Repsol and Petronas are on track to drill the much-anticipated Rencong-1X wildcat in the frontier deep waters of Indonesia’s North Sumatra basin.
The region, which is essentially undrilled, offers the potential for big gas discoveries. Indeed, if successful, the wildcat could help unlock the deeper areas of basin, which sits on the northern part of Sumatra island stretching from onshore Indonesia to the deeper sections of the Andaman Sea.
Having secured a drillship, Repsol and Petronas, armed with extensive seismic data integrated with prospects and leads, are planning to drill Rencong-1X later this year offshore Aceh. The probe is targeting potential giant gas pockets in the Andaman III exploration Block in waters 1500 meters deep. The wildcat was due to be drilled in 2019 but was delayed due to a farm-in process that saw Petronas take a 51% stake in the block. A plan to drill in 2020 was derailed by the COVID pandemic.
Crucially, only a few wells have been drilled in the deeper areas of the basin, but none of them confirmed a commercial discovery. The nearest wells to Rencong-1X are Emerald-1, drilled by Eni in 2008, and Bundong Jeumpa-1, drilled by Lasmo in 2000. Neither well gave any encouragement as to the presence of good reservoirs or hydrocarbons, beyond relatively normal minor amounts of gas in thin sands.
The entire Andaman Sea area from Aceh to the Gulf of Martaban (Myanmar), which includes the North Sumatra basin in the south, has no known oil generating source rocks. Only gas accumulations, such as Arun and Yetagun, are known. Therefore, a deep-water gas accumulation is possible, but the presence of good reservoir is a major risk.
“I suspect that this wildcat well must be judged as very high risk when assessing its chances of finding a commercial hydrocarbon discovery.
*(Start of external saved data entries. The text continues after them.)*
use super::{
    chat_list_state::ChatListState,
    forms::{LoginForm, RegisterForm, ResetForm},
    open_chat_state::OpenChatState,
    session::{Screen, Session, SessionState, DEFAULT_PROFILE_NAME},
    text_input_state::TextInputState,
};

/// Which pane of the chat screen receives key input.
#[derive(Debug, Clone, Copy, PartialEq, Eq, Default)]
pub enum ActivePane {
    #[default]
    ChatList,
    Search,
    MessageInput,
}

#[derive(Debug, Clone, PartialEq, Eq, Default)]
pub struct ChatScreenState {
    pub chat_list: ChatListState,
    pub open_chat: OpenChatState,
    pub search: TextInputState,
    pub message_input: TextInputState,
    pub active_pane: ActivePane,
}

/// Root UI state owned by the shell orchestrator.
#[derive(Debug, Clone, PartialEq, Eq)]
pub struct ShellState {
    running: bool,
    session: SessionState,
    /// In-memory display name; never persisted.
    profile_name: String,
    login: LoginForm,
    register: RegisterForm,
    reset: ResetForm,
    chat: ChatScreenState,
}

impl Default for ShellState {
    fn default() -> Self {
        Self {
            running: true,
            session: SessionState::default(),
            profile_name: DEFAULT_PROFILE_NAME.to_owned(),
            login: LoginForm::default(),
            register: RegisterForm::default(),
            reset: ResetForm::default(),
            chat: ChatScreenState::default(),
        }
    }
}

impl ShellState {
    pub fn is_running(&self) -> bool {
        self.running
    }

    pub fn stop(&mut self) {
        self.running = false;
    }

    pub fn session(&self) -> &SessionState {
        &self.session
    }

    pub fn session_mut(&mut self) -> &mut SessionState {
        &mut self.session
    }

    pub fn screen(&self) -> Screen {
        self.session.screen()
    }

    pub fn profile_name(&self) -> &str {
        &self.profile_name
    }

    pub fn set_profile_name(&mut self, name: impl Into<String>) {
        self.profile_name = name.into();
    }

    pub fn reset_profile_name(&mut self) {
        self.profile_name = DEFAULT_PROFILE_NAME.to_owned();
    }

    /// Login success: record the session and land on the chat screen.
    pub fn complete_login(&mut self, session: Session) {
        self.reset_profile_name();
        self.session.sign_in(session);
        self.login = LoginForm::default();
    }

    /// Logout: forget the session and the display name.
    pub fn complete_logout(&mut self) {
        self.reset_profile_name();
        self.session.sign_out();
    }

    pub fn login(&self) -> &LoginForm {
        &self.login
    }

    pub fn login_mut(&mut self) -> &mut LoginForm {
        &mut self.login
    }

    pub fn register(&self) -> &RegisterForm {
        &self.register
    }

    pub fn register_mut(&mut self) -> &mut RegisterForm {
        &mut self.register
    }

    pub fn reset(&self) -> &ResetForm {
        &self.reset
    }

    pub fn reset_mut(&mut self) -> &mut ResetForm {
        &mut self.reset
    }

    pub fn chat(&self) -> &ChatScreenState {
        &self.chat
    }

    pub fn chat_mut(&mut self) -> &mut ChatScreenState {
        &mut self.chat
    }

    pub fn reset_chat(&mut self) {
        self.chat = ChatScreenState::default();
    }
}

#[cfg(test)]
mod tests {
    use super::*;
    use crate::domain::session::AuthScreen;

    #[test]
    fn default_state_is_running_and_restoring() {
        let state = ShellState::default();

        assert!(state.is_running());
        assert!(state.session().is_restoring());
        assert_eq!(state.profile_name(), DEFAULT_PROFILE_NAME);
    }

    #[test]
    fn stop_marks_shell_not_running() {
        let mut state = ShellState::default();

        state.stop();

        assert!(!state.is_running());
    }

    #[test]
    fn complete_login_selects_main_and_resets_profile() {
        let mut state = ShellState::default();
        state.set_profile_name("ayse");
        state.login_mut().email.insert_char('a');

        state.complete_login(Session::new("uid-1"));

        assert_eq!(state.screen(), Screen::Main);
        assert_eq!(state.profile_name(), DEFAULT_PROFILE_NAME);
        assert!(state.login().email.is_empty());
    }

    #[test]
    fn complete_logout_returns_to_login() {
        let mut state = ShellState::default();
        state.complete_login(Session::new("uid-1"));
        state.set_profile_name("ayse");

        state.complete_logout();

        assert_eq!(*state.session(), SessionState::LoggedOut(AuthScreen::Login));
        assert_eq!(state.profile_name(), DEFAULT_PROFILE_NAME);
    }
}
It has become unusual to see such a high-risk well being drilled in the Southeast Asia region. So, it’s great to see a well like this being drilled, but very few companies would fund such an exploit,” a geologist focused on Southeast Asia, told Energy Voice.
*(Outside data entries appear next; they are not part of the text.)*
use anyhow::Result;

use crate::{
    domain::{auth_error::ProviderError, events::AppEvent, session::Session, shell_state::ShellState},
    identity::session_notifier::SessionSubscription,
};

pub trait AppEventSource {
    fn next_event(&mut self) -> Result<Option<AppEvent>>;
}

pub trait ShellOrchestrator {
    fn state(&self) -> &ShellState;
    /// Starts session coordination; called once before the first frame.
    fn start(&mut self) -> Result<()>;
    fn handle_event(&mut self, event: AppEvent) -> Result<()>;
    /// Runs the submission queued by the last event, after a redraw.
    fn process_pending(&mut self) -> Result<()>;
    /// Releases the session subscription; called once at teardown.
    fn stop(&mut self);
}

/// Hosted identity provider operations.
pub trait IdentityProvider {
    fn sign_in_with_password(&mut self, email: &str, password: &str)
        -> Result<Session, ProviderError>;
    fn sign_up_with_password(&mut self, email: &str, password: &str)
        -> Result<Session, ProviderError>;
    fn sign_out(&mut self) -> Result<(), ProviderError>;
    fn send_password_reset_email(&mut self, email: &str) -> Result<(), ProviderError>;
    fn subscribe_session_changes(&self) -> SessionSubscription;
}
Significantly, the success of this well could open up many petroleum plays in the deeper sections, which are already estimated to hold a majority of the gas resources in the basin, said Sohini Chatterjee, an upstream analyst at Rystad Energy.
Moreover, a commercial discovery could pave the way for more companies, such as Premier Oil, Mubadala Development and BP, to explore the relatively untouched deeper plays in the country, that has so far been characterised by discoveries made primarily in the shallow waters and onshore plays, said Chatterjee.
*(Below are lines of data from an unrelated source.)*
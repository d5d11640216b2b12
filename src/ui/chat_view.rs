use ratatui::{
    layout::{Alignment, Constraint, Direction, Layout, Rect},
    style::{Modifier, Style},
    text::{Line, Span, Text},
    widgets::{Block, Borders, List, ListItem, ListState, Paragraph},
    Frame,
};
use unicode_width::UnicodeWidthStr;

use crate::domain::{
    chat::{initials, ChatKind, ChatSummary},
    chat_list_state::ChatListUiState,
    message::Message,
    open_chat_state::{OpenChatState, OpenChatUiState},
    shell_state::{ActivePane, ChatScreenState},
};

use super::{
    styles,
    text_input::{render_text_field, FieldOptions},
};

const ONLINE_LABEL: &str = "Çevrimiçi";
const GROUP_MEMBERS_LABEL: &str = "3 üye";

pub fn render_chat_screen(
    frame: &mut Frame<'_>,
    area: Rect,
    chat: &ChatScreenState,
    profile_name: &str,
    viewer_uid: &str,
) {
    let [sidebar_area, conversation_area] = Layout::default()
        .direction(Direction::Horizontal)
        .constraints([Constraint::Percentage(32), Constraint::Percentage(68)])
        .areas(area);

    let [profile_area, search_area, list_area] = Layout::default()
        .direction(Direction::Vertical)
        .constraints([
            Constraint::Length(3),
            Constraint::Length(3),
            Constraint::Min(1),
        ])
        .areas(sidebar_area);

    let [header_area, messages_area, input_area] = Layout::default()
        .direction(Direction::Vertical)
        .constraints([
            Constraint::Length(3),
            Constraint::Min(1),
            Constraint::Length(3),
        ])
        .areas(conversation_area);

    render_identity_header(
        frame,
        profile_area,
        profile_name,
        ONLINE_LABEL,
        styles::inactive_panel_border_style(),
    );
    render_text_field(
        frame,
        search_area,
        &chat.search,
        FieldOptions {
            title: "Ara",
            placeholder: "Sohbet ara... (/)",
            focused: chat.active_pane == ActivePane::Search,
            masked: false,
        },
    );
    render_chat_list(frame, list_area, chat);

    if chat.open_chat.is_open() {
        render_identity_header(
            frame,
            header_area,
            chat.open_chat.chat_title(),
            chat_subtitle(chat.open_chat.chat_kind()),
            styles::inactive_panel_border_style(),
        );
    } else {
        frame.render_widget(
            Block::default()
                .borders(Borders::ALL)
                .border_style(styles::inactive_panel_border_style()),
            header_area,
        );
    }
    render_messages(frame, messages_area, &chat.open_chat, viewer_uid);
    render_text_field(
        frame,
        input_area,
        &chat.message_input,
        FieldOptions {
            title: "Mesaj",
            placeholder: composer_placeholder(&chat.open_chat),
            focused: chat.active_pane == ActivePane::MessageInput,
            masked: false,
        },
    );
}

fn render_identity_header(
    frame: &mut Frame<'_>,
    area: Rect,
    name: &str,
    subtitle: &str,
    border_style: Style,
) {
    let paragraph = Paragraph::new(identity_line(name, subtitle)).block(
        Block::default()
            .borders(Borders::ALL)
            .border_style(border_style),
    );
    frame.render_widget(paragraph, area);
}

fn identity_line(name: &str, subtitle: &str) -> Line<'static> {
    Line::from(vec![
        Span::styled(format!(" {} ", initials(name)), styles::avatar_style()),
        Span::raw(" "),
        Span::styled(name.to_owned(), styles::chat_name_style()),
        Span::raw("  "),
        Span::styled(subtitle.to_owned(), styles::presence_style()),
    ])
}

pub fn chat_subtitle(kind: ChatKind) -> &'static str {
    match kind {
        ChatKind::Group => GROUP_MEMBERS_LABEL,
        ChatKind::Direct => ONLINE_LABEL,
    }
}

fn render_chat_list(frame: &mut Frame<'_>, area: Rect, chat: &ChatScreenState) {
    let is_active = chat.active_pane == ActivePane::ChatList;
    let border_style = if is_active {
        styles::active_panel_border_style()
    } else {
        styles::inactive_panel_border_style()
    };
    let block = Block::default()
        .title("Sohbetler")
        .borders(Borders::ALL)
        .border_style(border_style);

    let chat_list = &chat.chat_list;
    let visible = chat_list.visible_chats();
    let placeholder = match chat_list.ui_state() {
        ChatListUiState::Loading => Some("Sohbetler yükleniyor...".to_owned()),
        ChatListUiState::Empty => Some("Henüz sohbet yok".to_owned()),
        ChatListUiState::Error => Some("Sohbetler yüklenemedi".to_owned()),
        ChatListUiState::Ready if visible.is_empty() => Some(no_match_text(chat_list.query())),
        ChatListUiState::Ready => None,
    };

    if let Some(message) = placeholder {
        frame.render_widget(Paragraph::new(message).block(block), area);
        return;
    }

    let inner_width = area.width.saturating_sub(2) as usize;
    let items: Vec<ListItem<'static>> = visible
        .iter()
        .map(|summary| ListItem::new(chat_list_item_text(summary, inner_width)))
        .collect();

    let list = List::new(items)
        .block(block)
        .highlight_style(Style::default().add_modifier(Modifier::REVERSED | Modifier::BOLD));

    let mut list_state = ListState::default();
    list_state.select(chat_list.selected_index());
    frame.render_stateful_widget(list, area, &mut list_state);
}

fn no_match_text(query: &str) -> String {
    format!("\"{}\" için sonuç bulunamadı", query.trim())
}

/// Two-line row: avatar, name and time, then preview and unread badge.
fn chat_list_item_text(chat: &ChatSummary, width: usize) -> Text<'static> {
    let avatar = format!(" {} ", initials(&chat.title));
    let group_marker = if chat.is_group() { " #" } else { "" };
    let used = avatar.width() + 1 + chat.title.width() + group_marker.len();
    let padding = width.saturating_sub(used + chat.timestamp_label.width()).max(1);

    let first = Line::from(vec![
        Span::styled(avatar.clone(), styles::avatar_style()),
        Span::raw(" "),
        Span::styled(chat.title.clone(), styles::chat_name_style()),
        Span::styled(group_marker.to_owned(), styles::chat_preview_style()),
        Span::raw(" ".repeat(padding)),
        Span::styled(chat.timestamp_label.clone(), styles::timestamp_style()),
    ]);

    let indent = " ".repeat(avatar.width() + 1);
    let badge = if chat.unread_count > 0 {
        format!(" [{}]", chat.unread_count)
    } else {
        String::new()
    };
    let preview_room = width.saturating_sub(indent.len() + badge.len());
    let preview = truncate_to_width(&chat.last_message_preview, preview_room);
    let badge_padding = preview_room.saturating_sub(preview.width());

    let mut second = vec![
        Span::raw(indent),
        Span::styled(preview, styles::chat_preview_style()),
    ];
    if !badge.is_empty() {
        second.push(Span::raw(" ".repeat(badge_padding)));
        second.push(Span::styled(badge, styles::unread_count_style()));
    }

    Text::from(vec![first, Line::from(second)])
}

fn truncate_to_width(text: &str, max_width: usize) -> String {
    if text.width() <= max_width {
        return text.to_owned();
    }

    let mut truncated = String::new();
    let limit = max_width.saturating_sub(3);
    for ch in text.chars() {
        let next_width = truncated.width() + ch.to_string().width();
        if next_width > limit {
            break;
        }
        truncated.push(ch);
    }
    truncated.push_str("...");
    truncated
}

fn render_messages(frame: &mut Frame<'_>, area: Rect, open_chat: &OpenChatState, viewer_uid: &str) {
    let block = Block::default()
        .borders(Borders::ALL)
        .border_style(styles::inactive_panel_border_style());

    let placeholder = match open_chat.ui_state() {
        OpenChatUiState::Empty => Some("Mesajlaşmaya başlamak için bir sohbet seçin"),
        OpenChatUiState::Loading => Some("Mesajlar yükleniyor..."),
        OpenChatUiState::Error => Some("Mesajlar yüklenemedi"),
        OpenChatUiState::Ready if open_chat.messages().is_empty() => Some("Henüz mesaj yok"),
        OpenChatUiState::Ready => None,
    };

    if let Some(message) = placeholder {
        frame.render_widget(
            Paragraph::new(message)
                .alignment(Alignment::Center)
                .block(block),
            area,
        );
        return;
    }

    let lines: Vec<Line<'static>> = open_chat
        .messages()
        .iter()
        .flat_map(|message| message_lines(message, viewer_uid))
        .collect();

    // Keep the newest messages in view.
    let inner_height = area.height.saturating_sub(2) as usize;
    let scroll = lines.len().saturating_sub(inner_height).min(u16::MAX as usize) as u16;

    frame.render_widget(Paragraph::new(lines).block(block).scroll((scroll, 0)), area);
}

/// Incoming messages sit on the left with the sender's name; the viewer's own
/// sit on the right.
fn message_lines(message: &Message, viewer_uid: &str) -> Vec<Line<'static>> {
    if message.is_outgoing_for(viewer_uid) {
        vec![
            Line::from(vec![
                Span::styled(message.content.clone(), styles::outgoing_message_style()),
                Span::raw(" "),
                Span::styled(message.timestamp_label.clone(), styles::message_time_style()),
            ])
            .alignment(Alignment::Right),
            Line::default(),
        ]
    } else {
        vec![
            Line::from(Span::styled(
                message.sender_name.clone(),
                styles::message_sender_style(),
            )),
            Line::from(vec![
                Span::styled(message.content.clone(), styles::incoming_message_style()),
                Span::raw(" "),
                Span::styled(message.timestamp_label.clone(), styles::message_time_style()),
            ]),
            Line::default(),
        ]
    }
}

fn composer_placeholder(open_chat: &OpenChatState) -> &'static str {
    if open_chat.is_open() {
        "Mesaj yazın... (i)"
    } else {
        "Önce bir sohbet seçin"
    }
}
“Exploration drilling started in the basin in the late 1900s with multiple oil and gas discoveries registered in the fluvial-deltaic sandstones and shallow marine limestone reservoirs. The deep-water petroleum plays, however, have remained relatively unexplored even though geophysical studies and seismic image interpretations have indicated the presence of multiple working petroleum systems in the deeper section of the basin, capable of holding movable hydrocarbons within them,” said Chatterjee.
Repsol and Petronas have identified four possible petroleum play segments through 3D
seismic surveys in the 8,000 sq km block, namely the late Eocene-Oligocene platform limestones, the Oligocene sandstones, the Miocene carbonates, and the Mio-Pliocene thrust bound clastics.
“Based on the seismic patterns and other geological underprints, the carbonates are interpreted to be deposited under calm shallow-water carbonate ramps accumulated
on structural highs during the Eocene-Oligocene time during which major structural deformations took place in the basin,” said Chatterjee.
However, the Rencong-1X well mainly targets the Eocene-Oligocene carbonate buildups on the basement highs surrounded by marine shales.
Other than the Rencong-1X well, two more exploration wells are planned to be drilled in the deeper parts of the basin. One exploration well will be drilled on the Andaman II block, which is operated by Premier Oil, on behalf of its partners Mubadala Development and BP. Mubadala is also planning a probe on its South Andaman Block, which it shares with Premier Oil. Both exploration wells target similar carbonate reservoirs as the Rencong-1X wildcat. However, the spudding of these exploration wells will be highly dependent on the results of the Rencong-1X well, cautioned Chatterjee.
“The wildcat is of great importance to the country since it holds the potential to de-risk the deeper obscure petroleum reservoirs in the North Sumatra basin. If there is a commercial discovery, it could easily be connected to the nearby well-established infrastructure since Indonesia has well-developed LNG terminals and gas infrastructure,” added Chatterjee.
Indonesia is desperate to revive its upstream sector, which has been in the doldrums for years. Indeed, Indonesia’s gas production is projected to drop significantly in the medium term without new investment. At the same time, domestic gas demand is set to climb.
A commercial gas discovery in Indonesia’s frontier acreage would provide a welcome boost to the country’s hydrocarbon portfolio.